**WHAT THE TASK ASKS**.
Return the data below exactly, but only from the line containing "self.execute(Stage::Fix, invocation, summary)?;" through the line containing "let report = report.to_string_lossy();", with both of those lines included.

[Saved data entries]
***

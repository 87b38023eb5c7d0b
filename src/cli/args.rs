use clap::{Parser, Subcommand};
use std::path::PathBuf;

#[derive(Parser, Debug)]
#[command(name = "ccov")]
#[command(
    about = "Build, test and collect gcov-based coverage for a Cargo project",
    long_about = None
)]
#[command(version)]
#[command(args_conflicts_with_subcommands = true)]
pub struct Cli {
    #[command(subcommand)]
    pub command: Option<Commands>,

    /// "nohtml" skips HTML rendering; any other value renders it.
    /// "init" is reserved for the subcommand and cannot be used here.
    #[arg(value_name = "HTML_MODE")]
    pub html_mode: Option<String>,

    /// "upload" sends the report to Codecov (needs HTML_MODE in front of it)
    #[arg(value_name = "UPLOAD_MODE")]
    pub upload_mode: Option<String>,

    /// Project root (defaults to the current directory)
    #[arg(short = 'C', long = "root", value_name = "DIR")]
    pub root: Option<PathBuf>,

    /// Configuration file (defaults to the nearest .ccov.toml)
    #[arg(short, long, value_name = "FILE", env = "CCOV_CONFIG")]
    pub config: Option<PathBuf>,

    /// Print the planned commands without running anything
    #[arg(long = "dry-run")]
    pub dry_run: bool,

    /// Print the run summary as JSON on stdout
    #[arg(long)]
    pub json: bool,

    /// Increase verbosity level (can be repeated: -v, -vv, -vvv)
    #[arg(short = 'v', long = "verbose", action = clap::ArgAction::Count)]
    pub verbosity: u8,

    /// Do not echo commands before running them
    #[arg(short, long)]
    pub quiet: bool,

    /// Disable colored output
    #[arg(long)]
    pub plain: bool,
}

#[derive(Subcommand, Debug)]
pub enum Commands {
    /// Initialize configuration file
    Init {
        /// Force overwrite existing config
        #[arg(short, long)]
        force: bool,

        /// Directory to write .ccov.toml into
        #[arg(short = 'C', long = "root", value_name = "DIR")]
        root: Option<PathBuf>,
    },
}

pub fn parse_args() -> Cli {
    Cli::parse()
}
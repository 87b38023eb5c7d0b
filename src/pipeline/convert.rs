//! Conversion of the instrumentation archive into an lcov report with grcov.

use crate::config::CcovConfig;
use crate::errors::{CcovError, Result};
use crate::exec::Invocation;
use std::fs;
use std::path::Path;

/// `grcov <archive> -s . -t lcov --llvm --branch --ignore-not-existing --ignore ... -o <report>`
pub fn convert_invocation(config: &CcovConfig) -> Invocation {
    let mut invocation = Invocation::new("grcov")
        .path_arg(&config.archive)
        .args(["-s", ".", "-t", "lcov", "--llvm", "--branch", "--ignore-not-existing"]);
    for pattern in &config.convert.ignore {
        invocation = invocation.args(["--ignore", pattern.as_str()]);
    }
    invocation.arg("-o").path_arg(&config.report)
}

/// A zero exit from the converter still has to leave a non-empty report.
pub fn verify_report(report: &Path) -> Result<()> {
    match fs::metadata(report) {
        Ok(meta) if meta.is_file() && meta.len() > 0 => Ok(()),
        _ => Err(CcovError::NoCoverageData {
            report: report.to_path_buf(),
        }),
    }
}

#[cfg(test)]
mod tests {
    use super::*;
    use pretty_assertions::assert_eq;

    #[test]
    fn test_default_conversion_command() {
        let inv = convert_invocation(&CcovConfig::default());
        assert_eq!(
            inv.to_string(),
            "grcov ccov.zip -s . -t lcov --llvm --branch --ignore-not-existing \
             --ignore '/*' --ignore 'tests/*' -o lcov.info"
        );
    }

    #[test]
    fn test_extra_ignore_patterns_are_passed() {
        let mut config = CcovConfig::default();
        config.convert.ignore.push("benches/*".into());
        let inv = convert_invocation(&config);
        assert_eq!(inv.args.iter().filter(|a| *a == "--ignore").count(), 3);
    }

    #[test]
    fn test_empty_or_missing_report_means_no_data() {
        let temp = tempfile::tempdir().unwrap();
        let report = temp.path().join("lcov.info");
        assert!(matches!(
            verify_report(&report),
            Err(CcovError::NoCoverageData { .. })
        ));

        fs::write(&report, "").unwrap();
        assert!(verify_report(&report).is_err());

        fs::write(&report, "TN:\nend_of_record\n").unwrap();
        assert!(verify_report(&report).is_ok());
    }
}
//! The coverage pipeline: manifest → clean → build → test → archive →
//! convert → fix → html → upload.
//!
//! Stages run strictly in order and the first failure ends the run, leaving
//! whatever earlier stages produced on disk. External programs go through a
//! [`CommandRunner`] and the uploader download through a [`ScriptFetcher`],
//! so the sequencing can be exercised without a toolchain or network.

pub mod archive;
pub mod cargo;
pub mod clean;
pub mod convert;
pub mod html;
pub mod upload;

use crate::config::CcovConfig;
use crate::errors::{CcovError, Result};
use crate::exec::{CommandRunner, Invocation};
use crate::fix;
use crate::manifest::{self, ProjectName};
use crate::observability;
use crate::summary::RunSummary;
use serde::Serialize;
use std::fmt;
use std::fs;
use std::io;
use std::path::{Path, PathBuf};

pub use upload::{HttpFetcher, ScriptFetcher};

/// First positional argument that skips HTML rendering.
pub const SKIP_HTML_SENTINEL: &str = "nohtml";
/// Second positional argument that triggers the upload.
pub const UPLOAD_SENTINEL: &str = "upload";

#[derive(Debug, Clone, Copy, PartialEq, Eq, Hash, PartialOrd, Ord, Serialize)]
#[serde(rename_all = "lowercase")]
pub enum Stage {
    Manifest,
    Clean,
    Build,
    Test,
    Archive,
    Convert,
    Fix,
    Html,
    Upload,
}

impl Stage {
    pub const ALL: [Stage; 9] = [
        Stage::Manifest,
        Stage::Clean,
        Stage::Build,
        Stage::Test,
        Stage::Archive,
        Stage::Convert,
        Stage::Fix,
        Stage::Html,
        Stage::Upload,
    ];

    pub fn name(&self) -> &'static str {
        match self {
            Stage::Manifest => "manifest",
            Stage::Clean => "clean",
            Stage::Build => "build",
            Stage::Test => "test",
            Stage::Archive => "archive",
            Stage::Convert => "convert",
            Stage::Fix => "fix",
            Stage::Html => "html",
            Stage::Upload => "upload",
        }
    }
}

impl fmt::Display for Stage {
    fn fmt(&self, f: &mut fmt::Formatter<'_>) -> fmt::Result {
        f.write_str(self.name())
    }
}

#[derive(Debug, Clone, Copy, PartialEq, Eq, Default)]
pub enum HtmlMode {
    #[default]
    Render,
    Skip,
}

#[derive(Debug, Clone, Copy, PartialEq, Eq, Default)]
pub enum UploadMode {
    Upload,
    #[default]
    Skip,
}

/// Optional branches of a run, decided by the positional arguments.
#[derive(Debug, Clone, Copy, PartialEq, Eq, Default)]
pub struct RunOptions {
    pub html: HtmlMode,
    pub upload: UploadMode,
}

impl RunOptions {
    /// Interpret positional arguments (pure function).
    ///
    /// The upload sentinel only counts in second position, so it needs a
    /// first argument in front of it.
    pub fn from_args(html_arg: Option<&str>, upload_arg: Option<&str>) -> Self {
        let html = match html_arg {
            Some(SKIP_HTML_SENTINEL) => HtmlMode::Skip,
            _ => HtmlMode::Render,
        };
        let upload = match (html_arg, upload_arg) {
            (Some(_), Some(UPLOAD_SENTINEL)) => UploadMode::Upload,
            _ => UploadMode::Skip,
        };
        Self { html, upload }
    }

    /// Stages this run goes through, in order (pure function)
    pub fn stages(&self, fix_enabled: bool) -> Vec<Stage> {
        Stage::ALL
            .into_iter()
            .filter(|stage| match stage {
                Stage::Fix => fix_enabled,
                Stage::Html => self.html == HtmlMode::Render,
                Stage::Upload => self.upload == UploadMode::Upload,
                _ => true,
            })
            .collect()
    }
}

/// Sequencer for one project root.
pub struct Pipeline<R, F> {
    root: PathBuf,
    config: CcovConfig,
    runner: R,
    fetcher: F,
    dry_run: bool,
    echo: bool,
}

impl<R: CommandRunner, F: ScriptFetcher> Pipeline<R, F> {
    pub fn new(root: impl Into<PathBuf>, config: CcovConfig, runner: R, fetcher: F) -> Self {
        Self {
            root: root.into(),
            config,
            runner,
            fetcher,
            dry_run: false,
            echo: true,
        }
    }

    /// Plan only: no deletion, no child process, no download.
    pub fn dry_run(mut self, dry_run: bool) -> Self {
        self.dry_run = dry_run;
        self
    }

    /// Print each command to stderr before it runs, like `set -x`.
    pub fn echo(mut self, echo: bool) -> Self {
        self.echo = echo;
        self
    }

    pub fn root(&self) -> &Path {
        &self.root
    }

    pub fn config(&self) -> &CcovConfig {
        &self.config
    }

    fn path(&self, relative: &Path) -> PathBuf {
        self.root.join(relative)
    }

    /// Ordered stages a run with `options` goes through.
    pub fn plan(&self, options: &RunOptions) -> Vec<Stage> {
        options.stages(self.config.fix.enabled)
    }

    pub fn run(&self, options: &RunOptions) -> Result<RunSummary> {
        let stages = self.plan(options);
        let mut summary = RunSummary {
            dry_run: self.dry_run,
            skipped: Stage::ALL
                .into_iter()
                .filter(|s| !stages.contains(s))
                .collect(),
            ..RunSummary::default()
        };

        let project = self.stage(Stage::Manifest, &mut summary, |_| {
            manifest::read_project_name(&self.path(&self.config.manifest))
        })?;
        summary.project = project.to_string();

        self.stage(Stage::Clean, &mut summary, |summary| {
            self.clean(&project, summary)
        })?;
        self.stage(Stage::Build, &mut summary, |summary| {
            self.execute(Stage::Build, cargo::build_invocation(&self.config), summary)
        })?;
        self.stage(Stage::Test, &mut summary, |summary| {
            self.execute(Stage::Test, cargo::test_invocation(&self.config), summary)
        })?;
        self.stage(Stage::Archive, &mut summary, |summary| {
            self.archive(&project, summary)
        })?;
        self.stage(Stage::Convert, &mut summary, |summary| self.convert(summary))?;

        if stages.contains(&Stage::Fix) {
            self.stage(Stage::Fix, &mut summary, |summary| self.fix(summary))?;
        } else if !self.dry_run {
            summary.coverage = Some(fix::summarize_report_file(&self.path(&self.config.report))?);
        }

        if stages.contains(&Stage::Html) {
            self.stage(Stage::Html, &mut summary, |summary| {
                self.execute(Stage::Html, html::html_invocation(&self.config), summary)?;
                summary.html_dir = Some(self.config.html_dir.clone());
                Ok(())
            })?;
        }
        if stages.contains(&Stage::Upload) {
            self.stage(Stage::Upload, &mut summary, |summary| self.upload(summary))?;
        }

        Ok(summary)
    }

    /// Run one stage inside its tracing span and record it as executed.
    fn stage<T>(
        &self,
        stage: Stage,
        summary: &mut RunSummary,
        body: impl FnOnce(&mut RunSummary) -> Result<T>,
    ) -> Result<T> {
        let span = tracing::info_span!("stage", name = stage.name());
        let _enter = span.enter();
        let _context = observability::enter_stage(stage);
        tracing::debug!("starting");

        let result = body(summary);
        match &result {
            Ok(_) => summary.executed.push(stage),
            Err(e) => tracing::debug!(error = %e, "stage failed"),
        }
        result
    }

    /// Trace, then run (or just record, in a dry run) one invocation.
    fn execute(&self, stage: Stage, invocation: Invocation, summary: &mut RunSummary) -> Result<()> {
        let invocation = invocation.current_dir(&self.root);
        let rendered = invocation.to_string();
        if self.echo {
            eprintln!("+ {rendered}");
        }
        tracing::info!(command = %rendered, "running");
        summary.commands.push(rendered.clone());

        if self.dry_run {
            return Ok(());
        }

        let _context = observability::enter_command(rendered.clone());
        let status = self.runner.run(&invocation)?;
        if status.success() {
            Ok(())
        } else {
            Err(CcovError::CommandFailed {
                stage,
                command: rendered,
                code: status.code,
            })
        }
    }

    fn clean(&self, project: &ProjectName, summary: &mut RunSummary) -> Result<()> {
        let build_dir = self.path(&self.config.build_dir);
        if self.dry_run {
            summary.removed_artifacts = clean::stale_artifacts(&build_dir, project)?;
        } else {
            summary.removed_artifacts = clean::remove_stale_artifacts(&build_dir, project)?;
            // outputs of an earlier run must not outlive a failed build
            remove_if_exists(&self.path(&self.config.archive))?;
            remove_if_exists(&self.path(&self.config.report))?;
            remove_dir_if_exists(&self.path(&self.config.html_dir))?;
        }
        if self.echo && !summary.removed_artifacts.is_empty() {
            eprintln!(
                "+ rm -rf {}/{}",
                self.config.build_dir.display(),
                project.artifact_pattern()
            );
        }
        Ok(())
    }

    fn archive(&self, project: &ProjectName, summary: &mut RunSummary) -> Result<()> {
        if self.dry_run {
            let invocation =
                archive::archive_invocation(&self.config.archive, archive::planned_patterns(project));
            return self.execute(Stage::Archive, invocation, summary);
        }

        let files = archive::require_instrumentation_files(&self.root, project)?;
        // zip updates an existing archive in place; start from an empty one
        remove_if_exists(&self.path(&self.config.archive))?;

        summary.archived_files = files.len();
        let invocation = archive::archive_invocation(
            &self.config.archive,
            files.iter().map(|f| f.to_string_lossy().into_owned()),
        );
        self.execute(Stage::Archive, invocation, summary)
    }

    fn convert(&self, summary: &mut RunSummary) -> Result<()> {
        let report = self.path(&self.config.report);
        if !self.dry_run {
            remove_if_exists(&report)?;
        }
        self.execute(Stage::Convert, convert::convert_invocation(&self.config), summary)?;
        if !self.dry_run {
            convert::verify_report(&report)?;
        }
        summary.report = Some(self.config.report.clone());
        Ok(())
    }

    fn fix(&self, summary: &mut RunSummary) -> Result<()> {
        let report = self.path(&self.config.report);

        if let Some(command) = &self.config.fix.command {
            let invocation = external_fix_invocation(command, &self.config.report)?;
            self.execute(Stage::Fix, invocation, summary)?;
            if !self.dry_run {
                summary.coverage = Some(fix::summarize_report_file(&report)?);
            }
            return Ok(());
        }

        if self.echo {
            eprintln!("+ fix {}", self.config.report.display());
        }
        if self.dry_run {
            return Ok(());
        }
        let outcome = fix::fix_report_file(&report, &self.root)?;
        summary.lines_removed_by_fix = outcome.stats.lines_removed;
        summary.coverage = Some(outcome.summary);
        Ok(())
    }

    fn upload(&self, summary: &mut RunSummary) -> Result<()> {
        let token = upload::read_token(&self.config.upload);
        if token.is_none() {
            tracing::warn!(
                "{} is not set; uploading without a token",
                self.config.upload.token_env
            );
        }

        let script = if self.dry_run {
            None
        } else {
            Some(self.fetcher.fetch(&self.config.upload.script_url)?)
        };
        if self.echo {
            eprintln!("+ curl -s {}", self.config.upload.script_url);
        }

        let invocation = upload::upload_invocation(&self.config.report, token.as_deref(), script);
        self.execute(Stage::Upload, invocation, summary)?;
        summary.uploaded = !self.dry_run;
        Ok(())
    }
}

/// Build the configured external fixer, substituting `{report}`.
pub fn external_fix_invocation(command: &[String], report: &Path) -> Result<Invocation> {
    let report = report.to_string_lossy();
    let mut parts = command.iter().map(|part| part.replace("{report}", &report));
    let program = parts.next().ok_or_else(|| CcovError::Config {
        path: PathBuf::from(crate::config::CONFIG_FILE_NAME),
        message: "fix.command must name a program".to_string(),
    })?;
    Ok(Invocation::new(program).args(parts))
}

fn remove_if_exists(path: &Path) -> Result<()> {
    match fs::remove_file(path) {
        Err(e) if e.kind() != io::ErrorKind::NotFound => Err(CcovError::io(path, e)),
        _ => Ok(()),
    }
}

fn remove_dir_if_exists(path: &Path) -> Result<()> {
    match fs::remove_dir_all(path) {
        Err(e) if e.kind() != io::ErrorKind::NotFound => Err(CcovError::io(path, e)),
        _ => Ok(()),
    }
}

***

**REPLY**.
            self.execute(Stage::Fix, invocation, summary)?;
            if !self.dry_run {
                summary.coverage = Some(fix::summarize_report_file(&report)?);
            }
            return Ok(());
        }

        if self.echo {
            eprintln!("+ fix {}", self.config.report.display());
        }
        if self.dry_run {
            return Ok(());
        }
        let outcome = fix::fix_report_file(&report, &self.root)?;
        summary.lines_removed_by_fix = outcome.stats.lines_removed;
        summary.coverage = Some(outcome.summary);
        Ok(())
    }

    fn upload(&self, summary: &mut RunSummary) -> Result<()> {
        let token = upload::read_token(&self.config.upload);
        if token.is_none() {
            tracing::warn!(
                "{} is not set; uploading without a token",
                self.config.upload.token_env
            );
        }

        let script = if self.dry_run {
            None
        } else {
            Some(self.fetcher.fetch(&self.config.upload.script_url)?)
        };
        if self.echo {
            eprintln!("+ curl -s {}", self.config.upload.script_url);
        }

        let invocation = upload::upload_invocation(&self.config.report, token.as_deref(), script);
        self.execute(Stage::Upload, invocation, summary)?;
        summary.uploaded = !self.dry_run;
        Ok(())
    }
}

/// Build the configured external fixer, substituting `{report}`.
pub fn external_fix_invocation(command: &[String], report: &Path) -> Result<Invocation> {
    let report = report.to_string_lossy();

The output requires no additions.